───── DATA SHOWN

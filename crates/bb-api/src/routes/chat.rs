//! Chat endpoint.

use axum::Json;
use axum::extract::State;
use axum::http::StatusCode;

use bb_protocol::{ChatRequest, ChatResponse};

use crate::error::{ApiError, ApiResult};
use crate::state::AppState;

const EMPTY_MESSAGE_REPLY: &str = "I didn't catch that. Could you repeat?";

/// POST /api/v1/chat — reply to one user message.
///
/// A blank message is rejected here with 400 before reaching the engine.
pub async fn chat(
    State(state): State<AppState>,
    Json(req): Json<ChatRequest>,
) -> ApiResult<(StatusCode, Json<ChatResponse>)> {
    if req.message.trim().is_empty() {
        return Ok((
            StatusCode::BAD_REQUEST,
            Json(ChatResponse {
                reply: EMPTY_MESSAGE_REPLY.into(),
                intent: None,
            }),
        ));
    }

    let session_id = AppState::session_key(req.session_id.as_deref());
    let sessions = state.sessions.read().await;
    let ctx = sessions
        .get(session_id)
        .ok_or_else(|| ApiError::NotFound(format!("session '{session_id}' not found")))?;

    let reply = state.assistant.respond(ctx, &req.message);
    tracing::debug!(
        session_id,
        intent = reply.intent.map(|i| i.as_str()),
        "chat reply generated"
    );

    Ok((
        StatusCode::OK,
        Json(ChatResponse {
            reply: reply.text,
            intent: reply.intent,
        }),
    ))
}
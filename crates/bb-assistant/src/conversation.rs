//! One user's conversation: a diagnosis context bound to a shared engine.

use std::sync::Arc;

use crate::context::{Diagnosis, DiagnosisContext};
use crate::engine::{Assistant, Reply};

#[derive(Clone)]
pub struct Conversation {
    engine: Arc<Assistant>,
    context: DiagnosisContext,
}

impl Conversation {
    pub fn new(engine: Arc<Assistant>) -> Self {
        Self {
            engine,
            context: DiagnosisContext::new(),
        }
    }

    /// Record the classifier's top result (confidence in percent).
    pub fn update_prediction(&mut self, label: &str, confidence_percent: f64) {
        self.context.update(label, confidence_percent);
    }

    pub fn get_response(&self, message: &str) -> String {
        self.reply(message).text
    }

    /// Like [`Conversation::get_response`], keeping the matched intent.
    pub fn reply(&self, message: &str) -> Reply {
        self.engine.respond(&self.context, message)
    }

    pub fn diagnosis(&self) -> Option<&Diagnosis> {
        self.context.current()
    }

    pub fn context(&self) -> &DiagnosisContext {
        &self.context
    }
}

#[cfg(test)]
mod tests {
    use super::*;
    use crate::replies::{FALLBACK, NEEDS_DIAGNOSIS};

    fn conversation() -> Conversation {
        Conversation::new(Arc::new(Assistant::builtin()))
    }

    #[test]
    fn treatment_before_any_photo() {
        let convo = conversation();
        for msg in ["cure", "how do I treat it", "any medicine?", "what to do"] {
            assert_eq!(convo.get_response(msg), NEEDS_DIAGNOSIS, "message {msg:?}");
        }
    }

    #[test]
    fn treatment_after_leaf_rot() {
        let mut convo = conversation();
        convo.update_prediction("Leaf_Rot", 92.345);

        let reply = convo.get_response("cure");
        assert!(reply.contains("Leaf Rot"));
        assert!(reply.contains("92.35"));
        assert!(reply.contains("🟠"));
        assert!(reply.contains("Phytophthora parasitica; thrives in waterlogged soil."));
        assert!(reply.contains("Drench soil with 1% Bordeaux mixture. Stop irrigation immediately."));
        assert!(reply.contains("Apply Trichoderma viride mixed with well-rotted manure."));
    }

    #[test]
    fn treatment_after_unknown_label() {
        let mut convo = conversation();
        convo.update_prediction("Unknown_Disease", 60.0);
        let reply = convo.get_response("remedy");
        assert!(reply.contains("Unknown Disease"));
        assert!(reply.contains("still learning"));
    }

    #[test]
    fn round_trip_read() {
        let mut convo = conversation();
        convo.update_prediction("Bacterial_Blight", 77.777);
        let d = convo.diagnosis().unwrap();
        assert_eq!(d.label, "Bacterial_Blight");
        assert_eq!(d.confidence, 77.78);
        assert_eq!(convo.context().read(), (Some("Bacterial_Blight"), Some(77.78)));
    }

    #[test]
    fn greeting_takes_priority_over_treatment() {
        let mut convo = conversation();
        convo.update_prediction("Leaf_Spot", 90.0);
        let reply = convo.reply("hi, how to cure leaf spot");
        assert_eq!(reply.intent, Some(bb_protocol::Intent::Greeting));
    }

    #[test]
    fn blank_input_is_fallback() {
        let convo = conversation();
        assert_eq!(convo.get_response(""), FALLBACK);
        assert_eq!(convo.get_response("   "), FALLBACK);
    }

    #[test]
    fn clones_share_engine_not_context() {
        let mut a = conversation();
        let b = a.clone();
        a.update_prediction("Healthy", 99.0);
        assert!(a.diagnosis().is_some());
        assert!(b.diagnosis().is_none());
    }
}
//! Reply engine — classify a message, then dispatch to its generator.

use std::sync::{Mutex, PoisonError};

use bb_protocol::Intent;
use rand::SeedableRng;
use rand::rngs::StdRng;

use crate::classifier::{IntentClassifier, KeywordClassifier};
use crate::context::DiagnosisContext;
use crate::knowledge::KnowledgeBase;
use crate::replies;

/// One generated reply.
#[derive(Debug, Clone, PartialEq)]
pub struct Reply {
    /// Matched intent, `None` for the fallback.
    pub intent: Option<Intent>,
    pub text: String,
}

/// Shared, read-only reply engine.
///
/// Holds no diagnosis of its own: callers pass the session's
/// [`DiagnosisContext`] into [`Assistant::respond`], so one engine can
/// serve any number of concurrent sessions.
pub struct Assistant {
    knowledge: KnowledgeBase,
    classifier: Box<dyn IntentClassifier>,
    rng: Mutex<StdRng>,
}

impl Assistant {
    pub fn new(knowledge: KnowledgeBase, classifier: Box<dyn IntentClassifier>) -> Self {
        Self {
            knowledge,
            classifier,
            rng: Mutex::new(StdRng::from_os_rng()),
        }
    }

    /// Builtin knowledge base and keyword table.
    pub fn builtin() -> Self {
        Self::new(
            KnowledgeBase::builtin(),
            Box::new(KeywordClassifier::default()),
        )
    }

    /// Reseed greeting selection so replies are reproducible.
    pub fn with_seed(self, seed: u64) -> Self {
        Self {
            rng: Mutex::new(StdRng::seed_from_u64(seed)),
            ..self
        }
    }

    pub fn knowledge(&self) -> &KnowledgeBase {
        &self.knowledge
    }

    pub fn classify(&self, message: &str) -> Option<Intent> {
        self.classifier.classify(message)
    }

    /// Generate the reply for `message`. Never fails; unmatched or empty
    /// input gets the fallback text.
    pub fn respond(&self, ctx: &DiagnosisContext, message: &str) -> Reply {
        let intent = self.classify(message);
        tracing::debug!(
            classifier = self.classifier.name(),
            intent = intent.map(|i| i.as_str()).unwrap_or("fallback"),
            "message classified"
        );

        let text = match intent {
            Some(Intent::Greeting) => {
                let mut rng = self.rng.lock().unwrap_or_else(PoisonError::into_inner);
                replies::greeting(&mut *rng).to_string()
            }
            Some(Intent::BotInfo) => replies::BOT_INFO.to_string(),
            Some(Intent::Capabilities) => replies::CAPABILITIES.to_string(),
            Some(Intent::FarmingGeneral) => replies::FARMING_GENERAL.to_string(),
            Some(Intent::Irrigation) => replies::IRRIGATION.to_string(),
            Some(Intent::Fertilizer) => replies::FERTILIZER.to_string(),
            Some(Intent::Harvest) => replies::HARVEST.to_string(),
            Some(Intent::Treatment) => replies::treatment(ctx, &self.knowledge),
            Some(Intent::Prevention) => replies::PREVENTION.to_string(),
            Some(Intent::Time) => replies::time(&chrono::Local::now()),
            Some(Intent::Thanks) => replies::THANKS.to_string(),
            None => replies::FALLBACK.to_string(),
        };

        Reply { intent, text }
    }
}

impl Default for Assistant {
    fn default() -> Self {
        Self::builtin()
    }
}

──────────

## WHAT YOU HAVE TO DO
Spot every line in the entries that includes the word "DiagnosisContext", and copy each one out.

## OUTPUT OF THE EXERCISE
use crate::context::{Diagnosis, DiagnosisContext};
    context: DiagnosisContext,
            context: DiagnosisContext::new(),
    pub fn context(&self) -> &DiagnosisContext {
use crate::context::DiagnosisContext;
/// [`DiagnosisContext`] into [`Assistant::respond`], so one engine can
    pub fn respond(&self, ctx: &DiagnosisContext, message: &str) -> Reply {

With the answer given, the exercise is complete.